*Task to carry out*
Read through the listing below and copy each line in which the word "overflow" occurs.

*Material provided*
• • • •

//! Collaboration REST + WebSocket surface.
//!
//! `POST …/collaborate` starts (or returns) the diagram's session and
//! hands back the descriptor with the WebSocket path. The upgrade route
//! re-authenticates and authorizes *before* switching protocols, then
//! bridges socket frames to the session actor's queues.

use axum::{
    Json, Router,
    extract::ws::{CloseCode, CloseFrame, Message as WsMessage, WebSocket, WebSocketUpgrade},
    extract::{Path, State},
    http::StatusCode,
    response::{IntoResponse, Response},
    routing::{delete, get, post},
};
use chrono::Utc;
use futures::{SinkExt, StreamExt};
use tracing::{debug, warn};
use uuid::Uuid;

use tmi_collab::protocol::close_code;
use tmi_collab::{ClientMessage, JoinedSession, ServerMessage};
use tmi_core::error::Error;
use tmi_core::identity::Role;
use tmi_core::model::{ObjectKind, ResourceRef};
use tmi_core::session::{Participant, SessionDescriptor};

use crate::{ApiError, AuthedUser, SharedState};

pub fn router() -> Router<SharedState> {
    Router::new()
        .route(
            "/threat_models/{id}/diagrams/{diagram_id}/collaborate",
            post(start_collaboration),
        )
        .route(
            "/threat_models/{id}/diagrams/{diagram_id}/collaborate",
            delete(terminate_collaboration),
        )
        .route(
            "/threat_models/{id}/diagrams/{diagram_id}/collaborate/save",
            post(save_collaboration),
        )
        .route(
            "/threat_models/{id}/diagrams/{diagram_id}/lock",
            post(lock_diagram),
        )
        .route(
            "/threat_models/{id}/diagrams/{diagram_id}/lock",
            delete(unlock_diagram),
        )
        .route("/collaboration/sessions", get(list_sessions))
        .route("/threat_models/{id}/diagrams/{diagram_id}/ws", get(ws_upgrade))
}

/// `POST …/lock` — soft-lock a diagram for maintenance (admin).
async fn lock_diagram(
    State(state): State<SharedState>,
    user: AuthedUser,
    Path((_, diagram_id)): Path<(Uuid, Uuid)>,
) -> Result<StatusCode, ApiError> {
    state
        .authz
        .require_admin(&user.principal)
        .await
        .map_err(Error::Auth)?;
    state.sessions.lock_for_maintenance(diagram_id).await;
    Ok(StatusCode::NO_CONTENT)
}

/// `DELETE …/lock` — lift the maintenance lock (admin).
async fn unlock_diagram(
    State(state): State<SharedState>,
    user: AuthedUser,
    Path((_, diagram_id)): Path<(Uuid, Uuid)>,
) -> Result<StatusCode, ApiError> {
    state
        .authz
        .require_admin(&user.principal)
        .await
        .map_err(Error::Auth)?;
    state.sessions.unlock(diagram_id).await;
    Ok(StatusCode::NO_CONTENT)
}

/// `POST …/collaborate` — start or return the active session. Idempotent;
/// requires writer-or-better.
async fn start_collaboration(
    State(state): State<SharedState>,
    user: AuthedUser,
    Path((_, diagram_id)): Path<(Uuid, Uuid)>,
) -> Result<(StatusCode, Json<SessionDescriptor>), ApiError> {
    state
        .authz
        .require_role(
            &user.principal,
            ResourceRef::new(ObjectKind::Diagram, diagram_id),
            Role::Writer,
        )
        .await
        .map_err(Error::Auth)?;

    let existed = state.sessions.get(diagram_id).await.is_some();
    let handle = state.sessions.start_or_get(diagram_id).await?;
    let descriptor = handle
        .describe()
        .await
        .ok_or_else(|| Error::Internal("session ended during start".into()))?;
    let status = if existed {
        StatusCode::OK
    } else {
        StatusCode::CREATED
    };
    Ok((status, Json(descriptor)))
}

/// `DELETE …/collaborate` — admin termination of the session.
async fn terminate_collaboration(
    State(state): State<SharedState>,
    user: AuthedUser,
    Path((_, diagram_id)): Path<(Uuid, Uuid)>,
) -> Result<StatusCode, ApiError> {
    state
        .authz
        .require_admin(&user.principal)
        .await
        .map_err(Error::Auth)?;
    if state
        .sessions
        .terminate(diagram_id, "terminated by administrator")
        .await
    {
        Ok(StatusCode::NO_CONTENT)
    } else {
        Err(Error::Collab(tmi_core::error::CollabError::SessionNotFound(
            diagram_id.to_string(),
        ))
        .into())
    }
}

/// `POST …/collaborate/save` — explicit host save of the live state.
async fn save_collaboration(
    State(state): State<SharedState>,
    user: AuthedUser,
    Path((_, diagram_id)): Path<(Uuid, Uuid)>,
) -> Result<StatusCode, ApiError> {
    state
        .authz
        .require_role(
            &user.principal,
            ResourceRef::new(ObjectKind::Diagram, diagram_id),
            Role::Writer,
        )
        .await
        .map_err(Error::Auth)?;
    let handle = state.sessions.get(diagram_id).await.ok_or_else(|| {
        Error::Collab(tmi_core::error::CollabError::SessionNotFound(
            diagram_id.to_string(),
        ))
    })?;
    handle.save(user.principal.internal_uuid).await?;
    Ok(StatusCode::ACCEPTED)
}

/// `GET /collaboration/sessions` — sessions on resources where the caller
/// holds reader-or-better.
async fn list_sessions(
    State(state): State<SharedState>,
    user: AuthedUser,
) -> Result<Json<Vec<SessionDescriptor>>, ApiError> {
    let all = state.sessions.list().await;
    let mut visible = Vec::new();
    for descriptor in all {
        let allowed = state
            .authz
            .require_role(
                &user.principal,
                ResourceRef::new(ObjectKind::ThreatModel, descriptor.threat_model_id),
                Role::Reader,
            )
            .await
            .is_ok();
        if allowed {
            visible.push(descriptor);
        }
    }
    Ok(Json(visible))
}

/// WebSocket upgrade. Authentication already ran in the middleware (the
/// `token` query param feeds it for browser clients); authorization runs
/// here, before the protocol switch.
async fn ws_upgrade(
    State(state): State<SharedState>,
    user: AuthedUser,
    Path((_, diagram_id)): Path<(Uuid, Uuid)>,
    ws: WebSocketUpgrade,
) -> Result<Response, ApiError> {
    let role = state
        .authz
        .require_role(
            &user.principal,
            ResourceRef::new(ObjectKind::Diagram, diagram_id),
            Role::Reader,
        )
        .await
        .map_err(Error::Auth)?;

    // Join requires an already-started session
    let handle = state.sessions.get(diagram_id).await.ok_or_else(|| {
        Error::Collab(tmi_core::error::CollabError::SessionNotFound(
            diagram_id.to_string(),
        ))
    })?;

    let participant = Participant {
        user_uuid: user.principal.internal_uuid,
        email: user.principal.email.clone(),
        display_name: user.principal.display_name.clone(),
        connection_id: Uuid::new_v4(),
        role_at_session_start: role,
        joined_at: Utc::now(),
        is_host: false,
        is_presenter: false,
    };
    let joined = state.sessions.join(&handle, participant).await?;

    Ok(ws.on_upgrade(move |socket| bridge_connection(socket, joined)))
}

/// Pump frames between the socket and the session actor.
async fn bridge_connection(socket: WebSocket, mut joined: JoinedSession) {
    let (mut sink, mut stream) = socket.split();
    let connection_id = joined.connection_id;
    debug!(connection_id = %connection_id, "WebSocket bridged to session");

    let mut closing_normally = false;
    loop {
        tokio::select! {
            outbound = joined.outbound.recv() => {
                match outbound {
                    Some(frame) => {
                        if matches!(frame, ServerMessage::SessionClosing { .. }) {
                            closing_normally = true;
                        }
                        let text = match serde_json::to_string(&frame) {
                            Ok(text) => text,
                            Err(e) => {
                                warn!(error = %e, "Frame serialization failed");
                                continue;
                            }
                        };
                        if sink.send(WsMessage::Text(text.into())).await.is_err() {
                            break;
                        }
                        if closing_normally {
                            let _ = sink
                                .send(WsMessage::Close(Some(CloseFrame {
                                    code: close_code::NORMAL,
                                    reason: "session closed".into(),
                                })))
                                .await;
                            break;
                        }
                    }
                    None => {
                        // Outbound dropped without a closing frame: the
                        // actor slow-dropped this connection
                        let code: CloseCode = close_code::POLICY_VIOLATION;
                        let _ = sink
                            .send(WsMessage::Close(Some(CloseFrame {
                                code,
                                reason: "outbound queue overflow".into(),
                            })))
                            .await;
                        break;
                    }
                }
            }
            inbound = stream.next() => {
                match inbound {
                    Some(Ok(WsMessage::Text(text))) => {
                        let frame: ClientMessage = match serde_json::from_str(&text) {
                            Ok(frame) => frame,
                            Err(e) => {
                                debug!(error = %e, "Ignoring malformed client frame");
                                continue;
                            }
                        };
                        if joined.send_frame(frame).is_err() {
                            // Inbound queue full or session gone: slow-drop
                            let _ = sink
                                .send(WsMessage::Close(Some(CloseFrame {
                                    code: close_code::POLICY_VIOLATION,
                                    reason: "inbound queue overflow".into(),
                                })))
                                .await;
                            break;
                        }
                    }
                    Some(Ok(WsMessage::Close(_))) | None => break,
                    Some(Ok(_)) => continue, // binary/ping/pong handled by axum
                    Some(Err(e)) => {
                        debug!(error = %e, "WebSocket receive error");
                        break;
                    }
                }
            }
        }
    }

    joined.leave().await;
    debug!(connection_id = %connection_id, "WebSocket bridge closed");
}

• • • •

*Answer box*
                                reason: "outbound queue overflow".into(),
                                    reason: "inbound queue overflow".into(),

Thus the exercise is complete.